Let’s Scare Our Children: A Defense of Halloween Past

Frankenstein at the beachThis past Halloween, schools across the country implemented policies restricting children’s costumes.  In Plainville, Ill., children were encouraged to dress as animals or food.  In Burbank, Cal. kids were told they could not wear masks or carry swords or weapons, not even fake swords or weapons.  Los Angeles’s Riverside Drive Elementary banned masks, weapons, fake fingernails, and costumes demeaning gender, religion, race, nationality or handicapped status, though the distinction between a costume demeaning any of the above and one simply depicting same was not drawn.  Children were asked to “portray positive images.”  One suggestion was a box of Wheaties.  Whole grain Wheaties would presumably be favored over traditional Wheaties.

My son went as a robber (currently his biggest fear).  My temptation, after reading how schools were sanitizing Halloween, was to arm him with a real gun and live ammunition, but I was afraid if he actually shot somebody or knocked over a liquor store, it would hurt his chances of getting into an Ivy League college.

I’m kidding of course.

We have no hopes of getting him into an Ivy League college.

But am I the only one who thinks elementary schools are missing the point, by a wide margin?  Adopting practices to ensure a safe positive non-scary politically correct Halloween is like throwing a low-cal non-fat carb-free sugarless Thanksgiving Feast.  Once a year, you’re supposed to do the opposite of what you do the rest of the year, just so you can appreciate the difference.  Once a year, you indulge your impulses, eschew moderation, give in, relax and realize, the next day, that civilization did not collapse—that it’s stronger than that.
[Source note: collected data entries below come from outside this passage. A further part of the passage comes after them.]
use std::time::Duration;

use async_trait::async_trait;
use futures::StreamExt;
use reqwest::StatusCode;
use reqwest::header::CONTENT_TYPE;
use serde_json::Value;
use tokio::net::TcpStream;
use tokio_tungstenite::tungstenite::Message;
use tokio_tungstenite::{MaybeTlsStream, WebSocketStream, connect_async};

use streamdeck_api::{DeviceInfo, PLUGIN_ICON, PLUGIN_INFO, parse_info};

use crate::deck::{DeckApi, FrameStream};
use crate::error::{ApiError, ApiResult};

/// HTTP + websocket client for one Stream Deck plugin instance.
#[derive(Clone, Debug)]
pub struct DeckClient {
    host: String,
    port: u16,
    http: reqwest::Client,
}

impl DeckClient {
    const DEFAULT_TIMEOUT_SECS: u64 = 5;

    pub fn new(host: &str, port: u16) -> ApiResult<Self> {
        let http = reqwest::Client::builder()
            .timeout(Duration::from_secs(Self::DEFAULT_TIMEOUT_SECS))
            .build()?;

        Ok(Self {
            host: host.to_string(),
            port,
            http,
        })
    }

    #[must_use]
    pub fn host(&self) -> &str {
        &self.host
    }

    #[must_use]
    pub fn info_url(&self) -> String {
        format!("http://{}:{}{PLUGIN_INFO}", self.host, self.port)
    }

    #[must_use]
    pub fn icon_url(&self, uuid: &str) -> String {
        format!("http://{}:{}{PLUGIN_ICON}/{uuid}", self.host, self.port)
    }

    #[must_use]
    pub fn websocket_url(&self) -> String {
        format!("ws://{}:{}", self.host, self.port)
    }

    fn check_status(response: &reqwest::Response, url: &str) -> ApiResult<()> {
        if response.status() == StatusCode::OK {
            Ok(())
        } else {
            Err(ApiError::HttpStatus {
                status: response.status(),
                url: url.to_string(),
            })
        }
    }
}

fn is_svg(content_type: &str) -> bool {
    content_type
        .parse::<mime::Mime>()
        .is_ok_and(|mime| mime.essence_str() == mime::IMAGE_SVG.essence_str())
}

#[async_trait]
impl DeckApi for DeckClient {
    async fn fetch_info(&self) -> ApiResult<DeviceInfo> {
        let url = self.info_url();
        let response = self.http.get(&url).send().await?;
        Self::check_status(&response, &url)?;

        let value: Value = response.json().await?;
        Ok(parse_info(&value)?)
    }

    async fn fetch_icon(&self, uuid: &str) -> ApiResult<String> {
        let url = self.icon_url(uuid);
        let response = self.http.get(&url).send().await?;
        Self::check_status(&response, &url)?;

        let content_type = response
            .headers()
            .get(CONTENT_TYPE)
            .and_then(|value| value.to_str().ok())
            .unwrap_or_default()
            .to_string();
        if !is_svg(&content_type) {
            return Err(ApiError::ContentType { content_type, url });
        }

        Ok(response.text().await?)
    }

    async fn push_icon(&self, uuid: &str, svg: &str) -> ApiResult<()> {
        let url = self.icon_url(uuid);
        let response = self
            .http
            .post(&url)
            .header(CONTENT_TYPE, mime::IMAGE_SVG.as_ref())
            .body(svg.to_string())
            .send()
            .await?;
        Self::check_status(&response, &url)
    }

    async fn connect(&self) -> ApiResult<Box<dyn FrameStream>> {
        let (socket, _response) = connect_async(self.websocket_url()).await?;
        Ok(Box::new(DeckWs { socket }))
    }
}

pub struct DeckWs {
    socket: WebSocketStream<MaybeTlsStream<TcpStream>>,
}

#[async_trait]
impl FrameStream for DeckWs {
    async fn next_frame(&mut self) -> ApiResult<Option<String>> {
        while let Some(msg) = self.socket.next().await {
            match msg? {
                Message::Text(text) => return Ok(Some(text.as_str().to_string())),
                Message::Close(_) => return Ok(None),
                other => log::trace!("Ignoring non-text websocket frame: {other:?}"),
            }
        }
        Ok(None)
    }

    async fn close(&mut self) {
        if let Err(err) = self.socket.close(None).await {
            log::debug!("Error closing Stream Deck websocket: {err}");
        }
    }
}

#[cfg(test)]
mod tests {
    use reqwest::StatusCode;
    use tokio::io::{AsyncReadExt, AsyncWriteExt};
    use tokio::net::{TcpListener, TcpStream};
    use tokio::sync::oneshot;

    use crate::deck::DeckApi;
    use crate::deck::client::{DeckClient, is_svg};
    use crate::error::ApiError;

    const INFO: &str = r#"{
        "application": {"font": "", "language": "en", "platform": "windows", "platformVersion": "10", "version": "6.4.0"},
        "devices": [{"id": "D1", "name": "Deck", "type": 0, "size": {"columns": 5, "rows": 3}}],
        "buttons": {
            "aaaa-bbbb-cccc": {"uuid": "aaaa-bbbb-cccc", "device": "D1", "position": {"x": 0, "y": 0}, "svg": ""}
        }
    }"#;

    /// Read one request (headers plus `content-length` body) off `socket`.
    async fn read_request(socket: &mut TcpStream) -> String {
        let mut buf = Vec::new();
        let mut chunk = [0u8; 1024];
        loop {
            let n = socket.read(&mut chunk).await.unwrap();
            if n == 0 {
                break;
            }
            buf.extend_from_slice(&chunk[..n]);

            let text = String::from_utf8_lossy(&buf).to_string();
            if let Some(end) = text.find("\r\n\r\n") {
                let length = text[..end]
                    .lines()
                    .filter_map(|line| line.split_once(':'))
                    .find(|(name, _)| name.eq_ignore_ascii_case("content-length"))
                    .and_then(|(_, value)| value.trim().parse::<usize>().ok())
                    .unwrap_or(0);
                if buf.len() >= end + 4 + length {
                    break;
                }
            }
        }
        String::from_utf8_lossy(&buf).to_string()
    }

    /// Serve a single canned response on a local port. The receiver yields
    /// the raw request that was answered.
    async fn serve_once(
        status: &str,
        content_type: &str,
        body: &str,
    ) -> (DeckClient, oneshot::Receiver<String>) {
        let listener = TcpListener::bind("127.0.0.1:0").await.unwrap();
        let port = listener.local_addr().unwrap().port();
        let response = format!(
            "HTTP/1.1 {status}\r\nContent-Type: {content_type}\r\nContent-Length: {}\r\nConnection: close\r\n\r\n{body}",
            body.len()
        );

        let (tx, rx) = oneshot::channel();
        tokio::spawn(async move {
            let (mut socket, _) = listener.accept().await.unwrap();
            let request = read_request(&mut socket).await;
            socket.write_all(response.as_bytes()).await.unwrap();
            let _ = socket.shutdown().await;
            let _ = tx.send(request);
        });

        (DeckClient::new("127.0.0.1", port).unwrap(), rx)
    }

    #[test]
    fn endpoint_urls() {
        let client = DeckClient::new("10.0.0.5", 6153).unwrap();

        assert_eq!(client.info_url(), "http://10.0.0.5:6153/sd/info");
        assert_eq!(client.icon_url("a-b-c"), "http://10.0.0.5:6153/sd/icon/a-b-c");
        assert_eq!(client.websocket_url(), "ws://10.0.0.5:6153");
    }

    #[test]
    fn svg_content_type() {
        assert!(is_svg("image/svg+xml"));
        assert!(is_svg("image/svg+xml; charset=utf-8"));
        assert!(!is_svg("text/html"));
        assert!(!is_svg(""));
    }

    #[tokio::test]
    async fn fetch_info_decodes() {
        let (client, request) = serve_once("200 OK", "application/json", INFO).await;

        let info = client.fetch_info().await.unwrap();
        assert_eq!(info.button_uuids().collect::<Vec<_>>(), vec!["aaaa-bbbb-cccc"]);
        assert!(request.await.unwrap().starts_with("GET /sd/info "));
    }

    #[tokio::test]
    async fn fetch_info_rejects_bad_status() {
        let (client, _request) = serve_once("404 Not Found", "application/json", INFO).await;

        let err = client.fetch_info().await.unwrap_err();
        assert!(
            matches!(err, ApiError::HttpStatus { status, .. } if status == StatusCode::NOT_FOUND)
        );
    }

    #[tokio::test]
    async fn fetch_info_rejects_non_json() {
        let (client, _request) = serve_once("200 OK", "text/html", "<html></html>").await;

        let err = client.fetch_info().await.unwrap_err();
        assert!(matches!(err, ApiError::ReqwestError(_)));
    }

    #[tokio::test]
    async fn fetch_info_rejects_wrong_shape() {
        let (client, _request) =
            serve_once("200 OK", "application/json", r#"{"application": 1}"#).await;

        let err = client.fetch_info().await.unwrap_err();
        assert!(matches!(err, ApiError::DecodeError(_)));
    }

    #[tokio::test]
    async fn fetch_icon_requires_svg() {
        let (client, _request) = serve_once("200 OK", "text/html", "<svg/>").await;
        let err = client.fetch_icon("a-b-c").await.unwrap_err();
        assert!(matches!(err, ApiError::ContentType { content_type, .. } if content_type == "text/html"));

        let (client, request) = serve_once("200 OK", "image/svg+xml", "<svg/>").await;
        assert_eq!(client.fetch_icon("a-b-c").await.unwrap(), "<svg/>");
        assert!(request.await.unwrap().starts_with("GET /sd/icon/a-b-c "));
    }

    #[tokio::test]
    async fn push_icon_posts_svg() {
        let (client, request) = serve_once("200 OK", "text/plain", "").await;
        client.push_icon("a-b-c", "<svg>x</svg>").await.unwrap();

        let request = request.await.unwrap();
        assert!(request.starts_with("POST /sd/icon/a-b-c "));
        assert!(request.to_ascii_lowercase().contains("content-type: image/svg+xml"));
        assert!(request.ends_with("<svg>x</svg>"));
    }

    #[tokio::test]
    async fn push_icon_reports_rejection() {
        let (client, _request) = serve_once("500 Internal Server Error", "text/plain", "").await;

        let err = client.push_icon("a-b-c", "<svg/>").await.unwrap_err();
        assert!(
            matches!(err, ApiError::HttpStatus { status, .. } if status == StatusCode::INTERNAL_SERVER_ERROR)
        );
    }
}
Moreover, denying a child the opportunity to scare or be scared might have larger consequences.  The reason to put on a mask and scare a kid is to take the mask off, and laugh, and teach him not everything that looks scary is scary.  The reason to turn out the lights and tell a scary story is to turn the lights back on when you’re done and demonstrate that fear has a beginning, a middle and an end, but especially an end.  Schools that strive for hyper-safety, and forbid competitive play on the playground, or tell the boys they can’t wrestle, or only teach stories about hungry caterpillars and goodnight moons, do a disservice.
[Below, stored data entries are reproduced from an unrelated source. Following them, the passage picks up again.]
pub mod client;
pub mod supervisor;

use async_trait::async_trait;

use streamdeck_api::DeviceInfo;

use crate::error::ApiResult;

/// Request/response surface of the Stream Deck plugin.
#[async_trait]
pub trait DeckApi: Send + Sync {
    async fn fetch_info(&self) -> ApiResult<DeviceInfo>;

    async fn fetch_icon(&self, uuid: &str) -> ApiResult<String>;

    /// The plugin rejects pushes for buttons that are not on the visible
    /// page, so an error here is expected now and then.
    async fn push_icon(&self, uuid: &str, svg: &str) -> ApiResult<()>;

    async fn connect(&self) -> ApiResult<Box<dyn FrameStream>>;
}

/// An open websocket session with the plugin.
#[async_trait]
pub trait FrameStream: Send {
    /// Next text frame, or `Ok(None)` once the server closed the session.
    async fn next_frame(&mut self) -> ApiResult<Option<String>>;

    async fn close(&mut self);
}
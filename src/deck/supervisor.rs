//! Keeps a websocket session with the plugin alive.
//!
//! ```text
//! Stopped -> Probing -> Connected -> Probing (on disconnect) -> ...
//!                 \________________________________________-> Stopped (on stop)
//! ```
//!
//! While probing, the supervisor fetches `/sd/info` and opens the websocket,
//! backing off between failed attempts. A session that drops before it was
//! up for [`Supervisor::STABLE_AFTER`] counts as a failed attempt too. Every
//! entry into `Connected` invokes [`LinkHandler::on_online`] exactly once,
//! since a rebooted device has forgotten all pushed icons.

use std::sync::Arc;

use async_trait::async_trait;
use tokio::sync::{Mutex, watch};
use tokio::task::JoinHandle;
use tokio::time::{Duration, Instant};
use tokio_util::sync::CancellationToken;

use streamdeck_api::{DeviceInfo, WebSocketMessage, parse_message_str};

use crate::backoff::Backoff;
use crate::deck::{DeckApi, FrameStream};

#[derive(Clone, Copy, Debug, PartialEq, Eq)]
pub enum LinkState {
    Stopped,
    Probing,
    Connected,
}

#[async_trait]
pub trait LinkHandler: Send + Sync {
    async fn on_online(&self, info: DeviceInfo);

    /// Called once per decoded frame, in arrival order.
    async fn on_message(&self, msg: WebSocketMessage);

    async fn on_offline(&self) {}
}

pub struct Supervisor {
    name: String,
    api: Arc<dyn DeckApi>,
    handler: Arc<dyn LinkHandler>,
    backoff: Backoff,
    cancel: CancellationToken,
    state: watch::Sender<LinkState>,
    task: Mutex<Option<JoinHandle<()>>>,
}

enum Exit {
    Stopped,
    Disconnected,
}

impl Supervisor {
    /// Sessions lasting at least this long reset the backoff.
    pub const STABLE_AFTER: Duration = Duration::from_secs(10);

    pub fn new(name: &str, api: Arc<dyn DeckApi>, handler: Arc<dyn LinkHandler>) -> Arc<Self> {
        Self::with_backoff(name, api, handler, Backoff::default())
    }

    pub fn with_backoff(
        name: &str,
        api: Arc<dyn DeckApi>,
        handler: Arc<dyn LinkHandler>,
        backoff: Backoff,
    ) -> Arc<Self> {
        Arc::new(Self {
            name: name.to_string(),
            api,
            handler,
            backoff,
            cancel: CancellationToken::new(),
            state: watch::Sender::new(LinkState::Stopped),
            task: Mutex::new(None),
        })
    }

    #[must_use]
    pub fn state(&self) -> LinkState {
        *self.state.borrow()
    }

    #[must_use]
    pub fn subscribe(&self) -> watch::Receiver<LinkState> {
        self.state.subscribe()
    }

    /// Spawn the receive loop. Calling this on a running or stopped
    /// supervisor does nothing.
    pub async fn start(self: &Arc<Self>) {
        let mut task = self.task.lock().await;
        if task.is_some() || self.cancel.is_cancelled() {
            return;
        }
        let this = self.clone();
        *task = Some(tokio::spawn(async move { this.run().await }));
    }

    /// Stop the loop and close any open session. Idempotent.
    pub async fn stop(&self) {
        self.cancel.cancel();
        let handle = self.task.lock().await.take();
        if let Some(handle) = handle {
            if let Err(err) = handle.await {
                log::error!("[{}] Supervisor task failed: {err}", self.name);
            }
        }
        self.state.send_replace(LinkState::Stopped);
    }

    async fn run(&self) {
        let mut backoff = self.backoff.clone();

        while !self.cancel.is_cancelled() {
            self.state.send_replace(LinkState::Probing);

            let Some(stream) = self.probe(&mut backoff).await else {
                continue;
            };

            let connected_at = Instant::now();
            let exit = self.receive(stream).await;
            self.handler.on_offline().await;
            if let Exit::Stopped = exit {
                break;
            }

            if connected_at.elapsed() >= Self::STABLE_AFTER {
                backoff.reset();
            } else {
                let delay = backoff.next_delay();
                log::debug!(
                    "[{}] Websocket dropped right after connecting, retrying in {delay:?}",
                    self.name
                );
                self.pause(delay).await;
            }
        }

        self.state.send_replace(LinkState::Stopped);
        log::debug!("[{}] Supervisor stopped", self.name);
    }

    /// One probe attempt. On failure this sleeps out the backoff delay
    /// (or until stopped) and returns `None`.
    async fn probe(&self, backoff: &mut Backoff) -> Option<(DeviceInfo, Box<dyn FrameStream>)> {
        let attempt = async {
            let info = self.api.fetch_info().await?;
            let stream = self.api.connect().await?;
            Ok::<_, crate::error::ApiError>((info, stream))
        };

        let res = tokio::select! {
            () = self.cancel.cancelled() => return None,
            res = attempt => res,
        };

        match res {
            Ok(ok) => Some(ok),
            Err(err) => {
                let delay = backoff.next_delay();
                log::debug!(
                    "[{}] Stream Deck unavailable ({err}), retrying in {delay:?}",
                    self.name
                );
                self.pause(delay).await;
                None
            }
        }
    }

    /// Sleep for `delay`, or until stopped.
    async fn pause(&self, delay: Duration) {
        tokio::select! {
            () = self.cancel.cancelled() => {}
            () = tokio::time::sleep(delay) => {}
        }
    }

    async fn receive(&self, (info, mut stream): (DeviceInfo, Box<dyn FrameStream>)) -> Exit {
        log::info!(
            "[{}] Stream Deck online ({}, {} buttons)",
            self.name,
            info.model(),
            info.buttons.len()
        );
        self.state.send_replace(LinkState::Connected);
        self.handler.on_online(info).await;

        loop {
            let frame = tokio::select! {
                () = self.cancel.cancelled() => None,
                frame = stream.next_frame() => Some(frame),
            };

            let Some(frame) = frame else {
                stream.close().await;
                log::info!("[{}] Websocket closed", self.name);
                return Exit::Stopped;
            };

            match frame {
                Ok(Some(text)) => match parse_message_str(&text) {
                    Ok(msg) => self.handler.on_message(msg).await,
                    Err(err) => {
                        log::warn!("[{}] Dropping undecodable websocket frame: {err}", self.name);
                    }
                },
                Ok(None) => {
                    log::warn!("[{}] Websocket closed by Stream Deck. Reconnecting", self.name);
                    return Exit::Disconnected;
                }
                Err(err) => {
                    log::warn!("[{}] Websocket client crashed ({err}). Reconnecting", self.name);
                    return Exit::Disconnected;
                }
            }
        }
    }
}
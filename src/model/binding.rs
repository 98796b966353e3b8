use std::fmt::{self, Display};

pub const SELECT_OPTION_UP: &str = ">>UP<<";
pub const SELECT_OPTION_DOWN: &str = ">>DOWN<<";
pub const SELECT_OPTION_CLEAR: &str = ">>CLEAR<<";

pub const SELECT_DEFAULT_OPTIONS: &[&str] = &[
    "",
    SELECT_OPTION_UP,
    SELECT_OPTION_DOWN,
    SELECT_OPTION_CLEAR,
];

pub const TOGGLEABLE_PLATFORMS: &[&str] = &[
    "cover",
    "fan",
    "humidifier",
    "input_boolean",
    "light",
    "media_player",
    "remote",
    "siren",
    "switch",
    "vacuum",
];

pub const UP_DOWN_PLATFORMS: &[&str] = &["light"];
pub const UP_DOWN_STEPS: i64 = 15;
pub const BRIGHTNESS_MAX: i64 = 255;

pub const MDI_PREFIX: &str = "mdi:";
pub const MDI_DEFAULT: &str = "mdi:help";

#[derive(Clone, Copy, Debug, PartialEq, Eq)]
pub enum Direction {
    Up,
    Down,
}

impl Direction {
    #[must_use]
    pub const fn step(self) -> i64 {
        match self {
            Self::Up => UP_DOWN_STEPS,
            Self::Down => -UP_DOWN_STEPS,
        }
    }
}

/// What a stored binding string means.
#[derive(Clone, Debug, PartialEq, Eq)]
pub enum Binding {
    Unbound,
    Clear,
    Adjust(Direction),
    Entity(String),
}

impl Binding {
    #[must_use]
    pub fn parse(value: &str) -> Self {
        match value {
            "" => Self::Unbound,
            SELECT_OPTION_CLEAR => Self::Clear,
            SELECT_OPTION_UP => Self::Adjust(Direction::Up),
            SELECT_OPTION_DOWN => Self::Adjust(Direction::Down),
            entity => Self::Entity(entity.to_string()),
        }
    }

    #[must_use]
    pub fn entity_id(&self) -> Option<&str> {
        match self {
            Self::Entity(id) => Some(id),
            _ => None,
        }
    }

    #[must_use]
    pub fn as_str(&self) -> &str {
        match self {
            Self::Unbound => "",
            Self::Clear => SELECT_OPTION_CLEAR,
            Self::Adjust(Direction::Up) => SELECT_OPTION_UP,
            Self::Adjust(Direction::Down) => SELECT_OPTION_DOWN,
            Self::Entity(id) => id,
        }
    }
}

impl Display for Binding {
    fn fmt(&self, f: &mut fmt::Formatter<'_>) -> fmt::Result {
        f.write_str(self.as_str())
    }
}

#[must_use]
pub fn domain_of(entity_id: &str) -> &str {
    entity_id.split_once('.').map_or("", |(domain, _)| domain)
}

#[must_use]
pub fn is_toggleable(domain: &str) -> bool {
    TOGGLEABLE_PLATFORMS.contains(&domain)
}

#[must_use]
pub fn supports_up_down(domain: &str) -> bool {
    UP_DOWN_PLATFORMS.contains(&domain)
}

#[must_use]
pub fn default_icon(domain: &str) -> &'static str {
    match domain {
        "cover" => "mdi:window-closed",
        "fan" => "mdi:fan",
        "humidifier" => "mdi:air-humidifier",
        "input_boolean" => "mdi:toggle-switch-off-outline",
        "light" => "mdi:lightbulb",
        "media_player" => "mdi:cast",
        "remote" => "mdi:remote",
        "siren" => "mdi:bullhorn",
        "switch" => "mdi:toggle-switch-variant",
        "vacuum" => "mdi:vacuum",
        _ => MDI_DEFAULT,
    }
}

/// Lowercase `name`, collapsing every run of non-alphanumerics into `_`.
#[must_use]
pub fn unique_id(name: &str) -> String {
    let mut res = String::with_capacity(name.len());
    let mut in_gap = false;
    for ch in name.chars() {
        if ch.is_ascii_alphanumeric() {
            res.push(ch.to_ascii_lowercase());
            in_gap = false;
        } else if !in_gap {
            res.push('_');
            in_gap = true;
        }
    }
    res
}

#[cfg(test)]
mod tests {
    use crate::model::binding::{
        Binding, Direction, default_icon, domain_of, is_toggleable, supports_up_down, unique_id,
    };

    #[test]
    fn sentinels_are_not_entities() {
        assert_eq!(Binding::parse(""), Binding::Unbound);
        assert_eq!(Binding::parse(">>CLEAR<<"), Binding::Clear);
        assert_eq!(Binding::parse(">>UP<<"), Binding::Adjust(Direction::Up));
        assert_eq!(Binding::parse(">>DOWN<<"), Binding::Adjust(Direction::Down));
        assert_eq!(Binding::parse(">>DOWN<<").entity_id(), None);
        assert_eq!(
            Binding::parse("light.kitchen").entity_id(),
            Some("light.kitchen")
        );
    }

    #[test]
    fn binding_string_roundtrip() {
        for raw in ["", ">>UP<<", ">>DOWN<<", ">>CLEAR<<", "switch.fan"] {
            assert_eq!(Binding::parse(raw).as_str(), raw);
        }
    }

    #[test]
    fn domains() {
        assert_eq!(domain_of("light.kitchen"), "light");
        assert_eq!(domain_of("garbage"), "");
        assert!(is_toggleable("switch"));
        assert!(!is_toggleable("sensor"));
        assert!(supports_up_down("light"));
        assert!(!supports_up_down("switch"));
        assert_eq!(default_icon("fan"), "mdi:fan");
        assert_eq!(default_icon("sensor"), "mdi:help");
    }

    #[test]
    fn unique_ids() {
        assert_eq!(unique_id("Office Deck 1a2b-3c4d"), "office_deck_1a2b_3c4d");
        assert_eq!(unique_id("A -- B"), "a_b");
    }
}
According to renowned child psychologist Bruno Bettelheim, in his classic work, The Uses of Enchantment (1976, p.10): “The deep inner conflicts originating in our primitive drives and our violent emotions are all denied by much of children’s literature, and so a child is not helped in coping with them… Children not having their ids in conscious control, need stories which permit at least fantasy satisfaction of these ‘bad’ tendencies, and specific models for their sublimation.”

In other words, children, as they develop emotionally, apart from physically or cognitively, begin to experience all the darker feelings adults know, violent urges, jealousy, envy, anger, shame, hurt. Denying them the right to explore these feelings symbolically, through play, denies them permission to feel them, when they have no choice but to feel them, so they repress them as unacceptable, having been given no alternative way to overcome them. (I fear I can’t write enough about fear. See here for more.)
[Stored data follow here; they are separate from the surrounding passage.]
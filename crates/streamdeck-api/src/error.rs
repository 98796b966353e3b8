use thiserror::Error;

#[derive(Error, Debug)]
pub enum DecodeError {
    #[error(transparent)]
    Json(#[from] serde_json::Error),

    #[error("Websocket message has no event tag")]
    MissingEvent,

    #[error("Unsupported websocket argument shape: {0}")]
    InvalidArgs(&'static str),
}

pub type DecodeResult<T> = Result<T, DecodeError>;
Bettelheim notes that children depend on fantasy to imaginatively resolve troubling issues, such that the wider and more varied a child’s fantasy life, the more tools he’ll have, later on, to cope with adult realities. It’s like an emotional immune system that grows stronger only if it’s challenged.

Maurice Sendak’s classic 1963 children’s book, Where the Wild Things Are, is a perfect example, a story where a mischievous boy, Max, acts up, gets sent to his room, escapes, travels to a world of scary monsters, joins them, becomes their king, gets it out of his system, and goes home again, where he finds he’s still loved, and his supper is still hot. Max’s darker feelings are acknowledged, honored, given full voice, celebrated and, in the end, subdued but never denied.  Now Where the Wild Things Are has been made into a brilliant film—one, some parents are complaining, is too scary. When Sendak was asked by an interviewer what he would say to parents concerned that their kids might be frightened by the film, he said what Bruno Bettelheim probably wished he could have said, were he not a renowned child psychologist.

“I’d tell them to go to hell,” Sendak replied.

And to the kids who think the movie is too scary?

“Go home. Or wet your pants. Do whatever you like.”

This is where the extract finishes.